Airmen from the 388th and 419th fighter wings dropped the laser-guided bombs at Hill Air Force Base in Utah last week.
“This is significant because we’re building the confidence of our pilots by actually dropping something off the airplane instead of simulating weapon employment,” Lt. Col. George Watkins said in an Air Force statement.
It’s the first time such bombs had been launched with jets designed to deploy after so-called initial operational capacity. IOC is declared when the planes are deemed ready for combat.
The first F-35s — a Marine squadron was declared ready for combat last August. That first IOC was initially scheduled to be declared operational in 2012, but that target date was delayed after a series of setbacks. The F-35 program’s current price tag is $400 billion and is expected to cost $1 trillion over its entire life.
The F-35’s aviation technology ranks among the most sophisticated in the world — designed to conduct air-to-air combat, air-to-ground strikes, intelligence, surveillance and reconnaissance missions.

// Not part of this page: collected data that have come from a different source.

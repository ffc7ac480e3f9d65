use std::collections::HashMap;

use async_trait::async_trait;
use tokio::sync::RwLock;

use crate::error::Result;

pub mod entity;

mod kv_repository;
pub use kv_repository::SeaOrmKeyValueStore;

/// String-keyed persistence for JSON documents.
#[async_trait]
pub trait KeyValueStore: Send + Sync {
    /// Short backend name for logs and status output.
    fn backend(&self) -> &'static str;

    async fn get(&self, key: &str) -> Result<Option<String>>;

    async fn put(&self, key: &str, value: String) -> Result<()>;

    async fn delete(&self, key: &str) -> Result<()>;
}

/// Process-local store. Contents are lost on exit.
#[derive(Default)]
pub struct MemoryKeyValueStore {
    entries: RwLock<HashMap<String, String>>,
}

impl MemoryKeyValueStore {
    pub fn new() -> Self {
        Self::default()
    }

    pub fn with_entries<I, K, V>(entries: I) -> Self
        where I: IntoIterator<Item = (K, V)>, K: Into<String>, V: Into<String>
    {
        Self {
            entries: RwLock::new(
                entries
                    .into_iter()
                    .map(|(k, v)| (k.into(), v.into()))
                    .collect()
            ),
        }
    }
}

#[async_trait]
impl KeyValueStore for MemoryKeyValueStore {
    fn backend(&self) -> &'static str {
        "memory"
    }

    async fn get(&self, key: &str) -> Result<Option<String>> {
        Ok(self.entries.read().await.get(key).cloned())
    }

    async fn put(&self, key: &str, value: String) -> Result<()> {
        self.entries.write().await.insert(key.to_string(), value);
        Ok(())
    }

    async fn delete(&self, key: &str) -> Result<()> {
        self.entries.write().await.remove(key);
        Ok(())
    }
}
use alloy::primitives::Address;
use regex::Regex;
use schemars::JsonSchema;
use serde::Deserialize;
use std::sync::LazyLock;

static ADDRESS_REGEX: LazyLock<Regex> =
	LazyLock::new(|| Regex::new(r"^0x[0-9a-f]{40}$").unwrap());

#[derive(Debug, Deserialize, JsonSchema)]
pub struct ResolvePath {
	/// An Ethereum address or an ENS name. Mixed-case input is redirected to its lower-case form.
	pub address: String,
}

/// What a canonical (lower-cased) path segment refers to.
#[derive(Debug, Clone, PartialEq, Eq)]
pub enum Identity {
	Address(Address),
	Name(String),
}

impl Identity {
	/// Anything that is not a well-formed address is treated as a name.
	pub fn classify(input: &str) -> Self {
		if ADDRESS_REGEX.is_match(input) {
			if let Ok(address) = input.parse() {
				return Self::Address(address);
			}
		}

		Self::Name(input.to_string())
	}
}
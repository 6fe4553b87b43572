mod normalize;
mod rpc;

use alloy::primitives::Address;
use async_trait::async_trait;
use std::{fmt::Debug, sync::Arc};
use tracing::Instrument;

pub use normalize::{encode_path_segment, normalize, AvatarUrlBuilder, NormalizeError};
pub use rpc::RpcLookup;

#[derive(Debug, thiserror::Error)]
pub enum LookupError {
	#[error(transparent)]
	Normalize(#[from] NormalizeError),
	#[error("RPC call failed: {0}")]
	Contract(#[from] alloy::contract::Error),
}

/// Resolution primitives provided by an ENS deployment.
#[async_trait]
pub trait EnsLookup: Send + Sync {
	/// Primary name of `address`, if one is set.
	async fn lookup_address(&self, address: Address) -> Result<Option<String>, LookupError>;

	/// Address `name` points to. `name` must already be normalized.
	async fn resolve_name(&self, name: &str) -> Result<Option<Address>, LookupError>;
}

/// Runs lookups against the authoritative provider and, when configured, repeats every
/// successful lookup against a shadow provider in the background to log disagreements.
#[derive(Clone)]
pub struct Resolver {
	primary: Arc<dyn EnsLookup>,
	shadow: Option<Arc<dyn EnsLookup>>,
}

impl Resolver {
	pub fn new(primary: Arc<dyn EnsLookup>) -> Self {
		Self {
			primary,
			shadow: None,
		}
	}

	#[must_use]
	pub fn with_shadow(mut self, shadow: Arc<dyn EnsLookup>) -> Self {
		self.shadow = Some(shadow);
		self
	}

	pub async fn lookup_address(&self, address: Address) -> Result<Option<String>, LookupError> {
		let name = self.primary.lookup_address(address).await?;

		if let Some(shadow) = self.shadow.clone() {
			let expected = name.clone();
			spawn_comparison("lookup_address", address.to_checksum(None), expected, async move {
				shadow.lookup_address(address).await
			});
		}

		Ok(name)
	}

	pub async fn resolve_name(&self, name: &str) -> Result<Option<Address>, LookupError> {
		let address = self.primary.resolve_name(name).await?;

		if let Some(shadow) = self.shadow.clone() {
			let name = name.to_string();
			spawn_comparison("resolve_name", name.clone(), address, async move {
				shadow.resolve_name(&name).await
			});
		}

		Ok(address)
	}
}

fn spawn_comparison<T, F>(method: &'static str, input: String, expected: T, shadow: F)
where
	T: PartialEq + Debug + Send + 'static,
	F: std::future::Future<Output = Result<T, LookupError>> + Send + 'static,
{
	let span = tracing::info_span!("shadow_lookup", method, input = %input);

	tokio::spawn(
		async move {
			match shadow.await {
				Ok(actual) if actual == expected => {
					tracing::debug!("Shadow provider agrees");
				},
				Ok(actual) => {
					tracing::warn!(
						expected = ?expected,
						actual = ?actual,
						"Shadow provider returned a different result for {input}"
					);
				},
				Err(e) => {
					tracing::warn!(error = ?e, "Shadow lookup failed for {input}");
				},
			}
		}
		.instrument(span),
	);
}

It’s also designed to allow pilots to immediately share data with one another and their commanders; it can penetrate enemy territory without being detected by radar; and its specialized helmet display gives pilots a 360-degree view of their surroundings.

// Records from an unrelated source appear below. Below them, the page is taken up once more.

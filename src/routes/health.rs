use http::StatusCode;

pub async fn health() -> StatusCode {
	StatusCode::OK
}

pub fn docs(op: aide::transform::TransformOperation) -> aide::transform::TransformOperation {
	op.description("Health check.")
}
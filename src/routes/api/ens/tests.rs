use alloy::primitives::{address, Address};
use axum::{body::Body, extract::Request, Extension, Router};
use http::{header, StatusCode};
use serde_json::{json, Value};
use std::{sync::Arc, time::Duration};
use tower::ServiceExt;

use crate::{
	config::Config,
	ens::{tests::StaticLookup, AvatarUrlBuilder, Resolver},
	server,
	types::CDN_CACHE_CONTROL,
};

const VITALIK: Address = address!("d8dA6BF26964aF9D7eEd9e03E53415D37aA96045");
const AVATAR_BASE: &str = "https://metadata.ens.domains/mainnet/avatar";

fn app(lookup: Arc<StaticLookup>) -> Router {
	let config = Config {
		rpc_url: "http://localhost:8545".parse().unwrap(),
		shadow_rpc_url: None,
		rpc_timeout: Duration::from_secs(1),
		ens_registry: Address::ZERO,
		avatars: AvatarUrlBuilder::new(&AVATAR_BASE.parse().unwrap()),
	};

	server::router(config, Extension(Arc::new(Resolver::new(lookup))))
}

async fn get(app: Router, uri: &str) -> (StatusCode, http::HeaderMap, Value) {
	let response = app
		.oneshot(Request::get(uri).body(Body::empty()).unwrap())
		.await
		.unwrap();

	let status = response.status();
	let headers = response.headers().clone();
	let body = axum::body::to_bytes(response.into_body(), usize::MAX)
		.await
		.unwrap();
	let json = if body.is_empty() {
		Value::Null
	} else {
		serde_json::from_slice(&body).unwrap()
	};

	(status, headers, json)
}

#[tokio::test]
async fn mixed_case_address_redirects_to_lowercase() {
	let lookup = Arc::new(StaticLookup::default());
	let (status, headers, _) = get(
		app(lookup.clone()),
		"/api/ens/resolve/0xd8dA6BF26964aF9D7eEd9e03E53415D37aA96045",
	)
	.await;

	assert_eq!(status, StatusCode::TEMPORARY_REDIRECT);
	assert_eq!(
		headers[header::LOCATION],
		"/api/ens/resolve/0xd8da6bf26964af9d7eed9e03e53415d37aa96045"
	);
	assert_eq!(lookup.calls.load(std::sync::atomic::Ordering::SeqCst), 0);
}

#[tokio::test]
async fn redirect_preserves_query_string() {
	let (status, headers, _) = get(
		app(Arc::new(StaticLookup::default())),
		"/api/ens/resolve/Vitalik.ETH?ref=Home&x=1",
	)
	.await;

	assert_eq!(status, StatusCode::TEMPORARY_REDIRECT);
	assert_eq!(
		headers[header::LOCATION],
		"/api/ens/resolve/vitalik.eth?ref=Home&x=1"
	);
}

#[tokio::test]
async fn address_without_primary_name_uses_elided_address() {
	let (status, headers, body) = get(
		app(Arc::new(StaticLookup::default())),
		"/api/ens/resolve/0xd8da6bf26964af9d7eed9e03e53415d37aa96045",
	)
	.await;

	assert_eq!(status, StatusCode::OK);
	assert_eq!(
		headers[CDN_CACHE_CONTROL],
		"s-maxage=86400, stale-while-revalidate"
	);
	assert_eq!(
		body,
		json!({
			"address": "0xd8dA6BF26964aF9D7eEd9e03E53415D37aA96045",
			"name": null,
			"displayName": "0xd8d…6045",
			"avatar": null,
		})
	);
}

#[tokio::test]
async fn address_with_primary_name_uses_name_and_avatar() {
	let lookup = Arc::new(StaticLookup::default().with_name(VITALIK, "vitalik.eth"));
	let (status, _, body) = get(
		app(lookup),
		"/api/ens/resolve/0xd8da6bf26964af9d7eed9e03e53415d37aa96045",
	)
	.await;

	assert_eq!(status, StatusCode::OK);
	assert_eq!(
		body,
		json!({
			"address": "0xd8dA6BF26964aF9D7eEd9e03E53415D37aA96045",
			"name": "vitalik.eth",
			"displayName": "vitalik.eth",
			"avatar": format!("{AVATAR_BASE}/vitalik.eth"),
		})
	);
}

#[tokio::test]
async fn name_resolves_to_checksummed_address() {
	let lookup = Arc::new(StaticLookup::default().with_name(VITALIK, "vitalik.eth"));
	let (status, headers, body) = get(app(lookup), "/api/ens/resolve/vitalik.eth").await;

	assert_eq!(status, StatusCode::OK);
	assert!(headers.contains_key(CDN_CACHE_CONTROL));
	assert_eq!(
		body,
		json!({
			"address": "0xd8dA6BF26964aF9D7eEd9e03E53415D37aA96045",
			"name": "vitalik.eth",
			"displayName": "vitalik.eth",
			"avatar": format!("{AVATAR_BASE}/vitalik.eth"),
		})
	);
}

#[tokio::test]
async fn unknown_name_still_has_avatar() {
	let (status, _, body) = get(
		app(Arc::new(StaticLookup::default())),
		"/api/ens/resolve/caf%C3%A9.eth",
	)
	.await;

	assert_eq!(status, StatusCode::OK);
	assert_eq!(body["address"], Value::Null);
	assert_eq!(body["displayName"], "café.eth");
	assert_eq!(body["avatar"], format!("{AVATAR_BASE}/caf%C3%A9.eth"));
	assert!(body.get("error").is_none());
}

#[tokio::test]
async fn forward_lookup_uses_normalized_name() {
	let lookup = Arc::new(StaticLookup::default().with_name(VITALIK, "vitalik.eth"));
	// fullwidth "ｖ" is already lower-case but normalizes to "v"
	let (status, _, body) = get(app(lookup.clone()), "/api/ens/resolve/%EF%BD%96italik.eth").await;

	assert_eq!(status, StatusCode::OK);
	assert_eq!(body["displayName"], "ｖitalik.eth");
	assert_eq!(body["address"], "0xd8dA6BF26964aF9D7eEd9e03E53415D37aA96045");
	assert_eq!(*lookup.seen_names.lock().unwrap(), vec!["vitalik.eth"]);
}

#[tokio::test]
async fn failed_reverse_lookup_returns_partial_result() {
	let (status, headers, body) = get(
		app(Arc::new(StaticLookup::failing())),
		"/api/ens/resolve/0xd8da6bf26964af9d7eed9e03e53415d37aa96045",
	)
	.await;

	assert_eq!(status, StatusCode::INTERNAL_SERVER_ERROR);
	assert!(!headers.contains_key(CDN_CACHE_CONTROL));
	assert_eq!(body["address"], "0xd8dA6BF26964aF9D7eEd9e03E53415D37aA96045");
	assert_eq!(body["name"], Value::Null);
	assert_eq!(body["displayName"], "0xd8d…6045");
	assert_eq!(body["avatar"], Value::Null);
	assert!(!body["error"].as_str().unwrap().is_empty());
}

#[tokio::test]
async fn failed_forward_lookup_keeps_avatar() {
	let (status, _, body) = get(
		app(Arc::new(StaticLookup::failing())),
		"/api/ens/resolve/vitalik.eth",
	)
	.await;

	assert_eq!(status, StatusCode::INTERNAL_SERVER_ERROR);
	assert_eq!(body["address"], Value::Null);
	assert_eq!(body["name"], "vitalik.eth");
	assert_eq!(body["displayName"], "vitalik.eth");
	assert_eq!(body["avatar"], format!("{AVATAR_BASE}/vitalik.eth"));
	assert!(!body["error"].as_str().unwrap().is_empty());
}

#[tokio::test]
async fn invalid_name_is_reported_as_error() {
	let lookup = Arc::new(StaticLookup::default());
	let (status, _, body) = get(app(lookup.clone()), "/api/ens/resolve/foo..eth").await;

	assert_eq!(status, StatusCode::INTERNAL_SERVER_ERROR);
	assert_eq!(body["displayName"], "foo..eth");
	assert!(body["avatar"].is_string());
	assert!(body["error"].is_string());
	assert!(lookup.seen_names.lock().unwrap().is_empty());
}

#[tokio::test]
async fn repeated_requests_return_identical_bodies() {
	let lookup = Arc::new(StaticLookup::default().with_name(VITALIK, "vitalik.eth"));
	let uri = "/api/ens/resolve/0xd8da6bf26964af9d7eed9e03e53415d37aa96045";

	let (_, _, first) = get(app(lookup.clone()), uri).await;
	let (_, _, second) = get(app(lookup), uri).await;

	assert_eq!(first, second);
}

#[tokio::test]
async fn health_and_unknown_routes() {
	let lookup = Arc::new(StaticLookup::default());

	let (status, _, _) = get(app(lookup.clone()), "/health").await;
	assert_eq!(status, StatusCode::OK);

	let (status, _, body) = get(app(lookup), "/api/ens/unknown").await;
	assert_eq!(status, StatusCode::NOT_FOUND);
	assert_eq!(body, json!({ "error": "Route not found." }));
}
mod error;
mod request;
mod response;

pub use error::ErrorResponse;
pub use request::{Identity, ResolvePath};
pub use response::{ResolutionResult, CDN_CACHE_CONTROL};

The F-35 is also known as the Joint Strike Fighter because it’s intended for use by the Navy, the Marine Corps and 10 foreign countries, in addition to the Air Force.
Better in a dogfight: F-35 or F-16?
Speaking of other nations that fly the F-35, Norway’s Air Force has been flying these planes. The Aviationist has republished excerpts from an article by Norwegian Air Force pilot Maj. Morten “Dolby” Hanche — who has flown the F-35.
Hanche — the Aviationist reports — also is a very experienced F-16 fighter pilot and instructor in the U.S. at Luke Air Force Base in Arizona.
He compares air-to-air combat exercises in an F-35 and an F-16 — the plane the F-35 will replace.
“…the F-35 makes it easier for me to maintain the offensive role, and it provides me more opportunities to effectively employ weapons at my opponent,” he writes.
Defensively, in the air, Hanche wrote that “the F-35 can actually slow down quicker than you´d be able to emergency brake your car.”
He also said the “F-35 shakes quite a bit at high g-loadings and at high angles of attack.”
This latest inside info about the F-35 comes after last summer’s article in War is Boring, which published excerpts of a test pilot’s leaked report alleging that the F-35 was “at a distinct energy disadvantage” in a mock dogfight. The account said the plane was unable to turn quickly enough to engage the F-16. Lockheed Martin, the F-35’s manufacturer, said War is Boring’s presentation of the pilot’s report was incomplete, insisting the aircraft used during this test was not equipped with the software, weapons system or stealth coating that make up today’s production-ready F-35s.